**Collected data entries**

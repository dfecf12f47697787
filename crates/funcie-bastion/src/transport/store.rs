//! Connection store: application name -> shared physical connection.
//!
//! One connection may back many applications (one Redis pub/sub session
//! carries a channel per application). Removing an application only hands
//! the connection back for closing once no application uses it.

use std::collections::HashSet;
use std::sync::Arc;

use dashmap::DashMap;
use parking_lot::Mutex;

/// A connection plus the applications currently routed over it.
pub struct SharedConnection<C> {
    conn: C,
    apps: Mutex<HashSet<String>>,
}

impl<C> SharedConnection<C> {
    pub fn new(conn: C) -> Arc<Self> {
        Arc::new(Self {
            conn,
            apps: Mutex::new(HashSet::new()),
        })
    }

    pub fn connection(&self) -> &C {
        &self.conn
    }

    pub fn applications(&self) -> Vec<String> {
        let mut apps: Vec<String> = self.apps.lock().iter().cloned().collect();
        apps.sort();
        apps
    }
}

pub struct ConnectionStore<C> {
    by_app: DashMap<String, Arc<SharedConnection<C>>>,
}

impl<C> Default for ConnectionStore<C> {
    fn default() -> Self {
        Self {
            by_app: DashMap::new(),
        }
    }
}

impl<C> ConnectionStore<C> {
    pub fn new() -> Self {
        Self::default()
    }

    pub fn get_connection(&self, application: &str) -> Option<Arc<SharedConnection<C>>> {
        self.by_app.get(application).map(|r| Arc::clone(r.value()))
    }

    /// Route `application` over `conn`, replacing any previous route.
    pub fn register_connection(&self, application: &str, conn: &Arc<SharedConnection<C>>) {
        conn.apps.lock().insert(application.to_string());
        if let Some(previous) = self.by_app.insert(application.to_string(), Arc::clone(conn)) {
            if !Arc::ptr_eq(&previous, conn) {
                previous.apps.lock().remove(application);
            }
        }
    }

    /// Remove the route for `application`.
    ///
    /// Returns the connection only if this was its last application, in
    /// which case the caller owns closing it.
    pub fn unregister_connection(&self, application: &str) -> Option<Arc<SharedConnection<C>>> {
        let (_, conn) = self.by_app.remove(application)?;
        let mut apps = conn.apps.lock();
        apps.remove(application);
        let orphaned = apps.is_empty();
        drop(apps);
        orphaned.then_some(conn)
    }

    pub fn len(&self) -> usize {
        self.by_app.len()
    }

    pub fn is_empty(&self) -> bool {
        self.by_app.is_empty()
    }
}

#[cfg(test)]
mod tests {
    #![allow(clippy::unwrap_used)]

    use super::*;

    #[test]
    fn shared_connection_survives_until_last_app() {
        let store = ConnectionStore::new();
        let conn = SharedConnection::new("session-1");
        store.register_connection("a", &conn);
        store.register_connection("b", &conn);
        assert_eq!(conn.applications(), vec!["a", "b"]);

        assert!(store.unregister_connection("a").is_none());
        assert_eq!(*store.get_connection("b").unwrap().connection(), "session-1");

        let last = store.unregister_connection("b").unwrap();
        assert!(Arc::ptr_eq(&last, &conn));
        assert!(store.is_empty());
        assert!(store.unregister_connection("b").is_none());
    }

    #[test]
    fn rerouting_moves_app_between_connections() {
        let store = ConnectionStore::new();
        let first = SharedConnection::new(1);
        let second = SharedConnection::new(2);
        store.register_connection("a", &first);
        store.register_connection("a", &second);

        assert!(first.applications().is_empty());
        assert_eq!(*store.get_connection("a").unwrap().connection(), 2);
        assert_eq!(store.len(), 1);
    }
}
//! funcie core: transport-agnostic protocol model, payload types, and errors.
//!
//! This crate defines the wire-level contracts shared by the bastion runtime,
//! the Redis and websocket transports, and any client that speaks to a
//! bastion over `/dispatch`. It carries no transport or runtime dependencies.
//!
//! # Defensive guarantees
//! Panics, `unwrap`, and `expect` are compile-denied here. Malformed payloads
//! surface as [`FuncieError`] so a bad message never takes a process down.

#![deny(clippy::unwrap_used)]
#![deny(clippy::expect_used)]
#![deny(clippy::panic)]

pub mod application;
pub mod error;
pub mod protocol;

pub use application::{Application, Endpoint};
pub use error::{ErrorCode, FuncieError, ProxyError, Result, ResultExt};
pub use protocol::{Message, MessageBase, MessageKind, RawPayload, Response, ResponseBase};
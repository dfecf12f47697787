//! The two sides of a bastion, as [`MessageHandler`]s.
//!
//! - [`PublisherHandler`]: server bastion. Forwards requests to whichever
//!   consumer is attached through a [`Publisher`].
//! - [`RegistryHandler`]: client bastion. Tracks local applications, keeps
//!   the consumer subscribed for them, and forwards requests over HTTP.

use std::sync::Arc;

use async_trait::async_trait;

use funcie_core::protocol::payloads::{
    DeregistrationMessage, DeregistrationResponse, DeregistrationResult, ForwardRequestMessage,
    ForwardRequestResponse, ForwardRequestResult, RegistrationMessage, RegistrationResponse,
    RegistrationResult,
};
use funcie_core::{Application, FuncieError, Message, Response, Result, ResultExt};

use super::app_client::ApplicationClient;
use super::processor::MessageHandler;
use super::router::ClientHandler;
use crate::registry::ApplicationRegistry;
use crate::transport::{Consumer, Publisher};

pub struct PublisherHandler {
    publisher: Arc<dyn Publisher>,
}

impl PublisherHandler {
    pub fn new(publisher: Arc<dyn Publisher>) -> Self {
        Self { publisher }
    }
}

#[async_trait]
impl MessageHandler for PublisherHandler {
    async fn register(&self, _message: RegistrationMessage) -> Result<RegistrationResult> {
        Err(FuncieError::Unsupported("register on a server bastion".into()))
    }

    async fn deregister(&self, _message: DeregistrationMessage) -> Result<DeregistrationResult> {
        Err(FuncieError::Unsupported("deregister on a server bastion".into()))
    }

    async fn forward_request(&self, message: ForwardRequestMessage) -> Result<ForwardRequestResult> {
        tracing::debug!(application = %message.application, message_id = %message.id, "forwarding request");
        let marshaled = message.marshal()?;
        let resp = self.publisher.publish(marshaled).await.context("publish request")?;
        resp.unmarshal::<ForwardRequestResponse>()
            .context("unmarshal forwarded response")
    }
}

/// Resolves the target application and delivers the message to it.
pub struct ApplicationForwarder {
    registry: Arc<dyn ApplicationRegistry>,
    client: Arc<dyn ApplicationClient>,
}

impl ApplicationForwarder {
    pub fn new(registry: Arc<dyn ApplicationRegistry>, client: Arc<dyn ApplicationClient>) -> Self {
        Self { registry, client }
    }
}

#[async_trait]
impl ClientHandler for ApplicationForwarder {
    async fn handle(&self, message: Message) -> Result<Response> {
        let app = self
            .registry
            .get_application(&message.application)
            .await
            .with_context(|| format!("get application {}", message.application))?;
        self.client.process_request(&app, &message).await
    }
}

pub struct RegistryHandler {
    registry: Arc<dyn ApplicationRegistry>,
    consumer: Arc<dyn Consumer>,
    forwarder: Arc<ApplicationForwarder>,
}

impl RegistryHandler {
    pub fn new(
        registry: Arc<dyn ApplicationRegistry>,
        consumer: Arc<dyn Consumer>,
        client: Arc<dyn ApplicationClient>,
    ) -> Self {
        let forwarder = Arc::new(ApplicationForwarder::new(Arc::clone(&registry), client));
        Self {
            registry,
            consumer,
            forwarder,
        }
    }
}

#[async_trait]
impl MessageHandler for RegistryHandler {
    async fn register(&self, message: RegistrationMessage) -> Result<RegistrationResult> {
        let request = message.payload;
        let endpoint = request.endpoint.ok_or_else(|| {
            FuncieError::Unsupported(format!("registration of {} without an endpoint", request.name))
        })?;
        self.registry
            .register(Application::new(request.name.clone(), endpoint))
            .await?;

        // Re-registration keeps the existing subscription; the forwarder
        // resolves the endpoint on every request.
        match self.consumer.subscribe(&request.name, self.forwarder.clone()).await {
            Ok(()) => {}
            Err(err) if matches!(err.root(), FuncieError::HandlerAlreadyRegistered(_)) => {}
            Err(err) => return Err(err.wrap(format!("subscribe {}", request.name))),
        }

        tracing::info!(application = %request.name, "application registered");
        Ok(RegistrationResult::success(message.id, RegistrationResponse::generate()))
    }

    async fn deregister(&self, message: DeregistrationMessage) -> Result<DeregistrationResult> {
        let name = &message.payload.name;
        self.registry.unregister(name).await?;
        match self.consumer.unsubscribe(name).await {
            Ok(()) => {}
            Err(err) if matches!(err.root(), FuncieError::NoHandlerFound(_)) => {}
            Err(err) => return Err(err.wrap(format!("unsubscribe {name}"))),
        }

        tracing::info!(application = %name, "application deregistered");
        Ok(DeregistrationResult::success(message.id, DeregistrationResponse {}))
    }

    async fn forward_request(&self, message: ForwardRequestMessage) -> Result<ForwardRequestResult> {
        let resp = self.forwarder.handle(message.marshal()?).await?;
        resp.unmarshal::<ForwardRequestResponse>()
            .context("unmarshal application response")
    }
}
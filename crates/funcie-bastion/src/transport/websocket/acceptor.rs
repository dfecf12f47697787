//! Server-side socket accept: bearer check, upgrade, read loop.

use std::sync::Arc;

use axum::extract::ws::{Message as WsMessage, WebSocket, WebSocketUpgrade};
use axum::extract::State;
use axum::http::{header, HeaderMap, StatusCode};
use axum::response::{IntoResponse, Response};
use futures_util::StreamExt;

use super::connection::{frames, Connection, SinkConnection};
use super::exchange::serve_connection;
use super::processor::ServerConnectionHandler;
use super::registry::ConnectionRegistry;
use super::SUBPROTOCOL;
use crate::app_state::AppState;
use crate::dispatch::{Dispatcher, NoConsumerCache};
use crate::transport::ResponseNotifier;

/// Socket-facing half of a server bastion.
pub struct WebsocketServer {
    registry: Arc<ConnectionRegistry>,
    notifier: Arc<ResponseNotifier>,
    no_consumer: Arc<NoConsumerCache>,
    auth_token: Option<String>,
}

impl WebsocketServer {
    pub fn new(
        registry: Arc<ConnectionRegistry>,
        notifier: Arc<ResponseNotifier>,
        auth_token: Option<String>,
    ) -> Self {
        Self {
            registry,
            notifier,
            no_consumer: Arc::new(NoConsumerCache::new()),
            auth_token,
        }
    }

    /// Share `cache` with the server's processor. Registrations arriving
    /// on a socket clear the application's entry.
    pub fn with_no_consumer_cache(mut self, cache: Arc<NoConsumerCache>) -> Self {
        self.no_consumer = cache;
        self
    }

    pub fn no_consumer_cache(&self) -> &Arc<NoConsumerCache> {
        &self.no_consumer
    }

    pub fn registry(&self) -> &Arc<ConnectionRegistry> {
        &self.registry
    }

    /// True when the request may upgrade.
    pub fn authorize(&self, headers: &HeaderMap) -> bool {
        let Some(expected) = self.auth_token.as_deref() else {
            return true;
        };
        headers
            .get(header::AUTHORIZATION)
            .and_then(|v| v.to_str().ok())
            .and_then(|v| v.strip_prefix("Bearer "))
            .is_some_and(|token| constant_time_eq(token.as_bytes(), expected.as_bytes()))
    }

    /// Run one accepted socket until it closes.
    pub async fn serve(self: Arc<Self>, socket: WebSocket) {
        let (sink, stream) = socket.split();
        let conn: Arc<dyn Connection> = SinkConnection::<_, WsMessage>::new(sink);
        let handler = ServerConnectionHandler::new(
            Arc::clone(&conn),
            Arc::clone(&self.registry),
            Arc::clone(&self.no_consumer),
        );
        tracing::info!(connection = %conn.id(), "consumer connected");

        let reader = serve_connection(
            Arc::clone(&conn),
            frames(stream),
            Arc::new(Dispatcher::new(handler)),
            Arc::clone(&self.notifier),
        );
        if let Err(e) = reader.await {
            tracing::warn!(connection = %conn.id(), error = %e, "read loop aborted");
        }

        let released = self.registry.unregister_socket(conn.id()).await;
        conn.close("connection closed").await;
        tracing::info!(connection = %conn.id(), applications = ?released, "consumer disconnected");
    }
}

fn constant_time_eq(a: &[u8], b: &[u8]) -> bool {
    if a.len() != b.len() {
        return false;
    }
    a.iter().zip(b).fold(0u8, |acc, (x, y)| acc | (x ^ y)) == 0
}

/// `GET /ws`
pub async fn ws_upgrade(
    State(app): State<AppState>,
    headers: HeaderMap,
    ws: Option<WebSocketUpgrade>,
) -> Response {
    let Some(server) = app.websocket_server() else {
        return StatusCode::NOT_FOUND.into_response();
    };
    if !server.authorize(&headers) {
        tracing::warn!("rejected websocket connection with bad credentials");
        return (StatusCode::UNAUTHORIZED, "unauthorized").into_response();
    }
    let Some(ws) = ws else {
        return (StatusCode::UPGRADE_REQUIRED, "websocket upgrade required").into_response();
    };
    ws.protocols([SUBPROTOCOL])
        .on_upgrade(move |socket| server.serve(socket))
}

#[cfg(test)]
mod tests {
    use axum::http::HeaderValue;

    use super::*;

    fn server(token: Option<&str>) -> WebsocketServer {
        WebsocketServer::new(
            Arc::new(ConnectionRegistry::new()),
            Arc::new(ResponseNotifier::new()),
            token.map(str::to_string),
        )
    }

    fn bearer(value: &str) -> HeaderMap {
        let mut headers = HeaderMap::new();
        headers.insert(header::AUTHORIZATION, HeaderValue::from_str(value).unwrap_or(HeaderValue::from_static("")));
        headers
    }

    #[test]
    fn bearer_token_checked() {
        let s = server(Some("secret"));
        assert!(s.authorize(&bearer("Bearer secret")));
        assert!(!s.authorize(&bearer("Bearer secreT")));
        assert!(!s.authorize(&bearer("secret")));
        assert!(!s.authorize(&HeaderMap::new()));
        assert!(server(None).authorize(&HeaderMap::new()));
    }

    #[test]
    fn constant_time_eq_lengths() {
        assert!(constant_time_eq(b"abc", b"abc"));
        assert!(!constant_time_eq(b"abc", b"abcd"));
    }
}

**TASK PROMPT**
Begin at the first line of the records above and quote every line verbatim through the one that contains "if let Some(previous)".

**RESPONSE AREA**
repository dfecf12f47697787
filename crates/funcie-bastion/src/transport/store.rs
//! Connection store: application name -> shared physical connection.
//!
//! One connection may back many applications (one Redis pub/sub session
//! carries a channel per application). Removing an application only hands
//! the connection back for closing once no application uses it.

use std::collections::HashSet;
use std::sync::Arc;

use dashmap::DashMap;
use parking_lot::Mutex;

/// A connection plus the applications currently routed over it.
pub struct SharedConnection<C> {
    conn: C,
    apps: Mutex<HashSet<String>>,
}

impl<C> SharedConnection<C> {
    pub fn new(conn: C) -> Arc<Self> {
        Arc::new(Self {
            conn,
            apps: Mutex::new(HashSet::new()),
        })
    }

    pub fn connection(&self) -> &C {
        &self.conn
    }

    pub fn applications(&self) -> Vec<String> {
        let mut apps: Vec<String> = self.apps.lock().iter().cloned().collect();
        apps.sort();
        apps
    }
}

pub struct ConnectionStore<C> {
    by_app: DashMap<String, Arc<SharedConnection<C>>>,
}

impl<C> Default for ConnectionStore<C> {
    fn default() -> Self {
        Self {
            by_app: DashMap::new(),
        }
    }
}

impl<C> ConnectionStore<C> {
    pub fn new() -> Self {
        Self::default()
    }

    pub fn get_connection(&self, application: &str) -> Option<Arc<SharedConnection<C>>> {
        self.by_app.get(application).map(|r| Arc::clone(r.value()))
    }

    /// Route `application` over `conn`, replacing any previous route.
    pub fn register_connection(&self, application: &str, conn: &Arc<SharedConnection<C>>) {
        conn.apps.lock().insert(application.to_string());
        if let Some(previous) = self.by_app.insert(application.to_string(), Arc::clone(conn)) {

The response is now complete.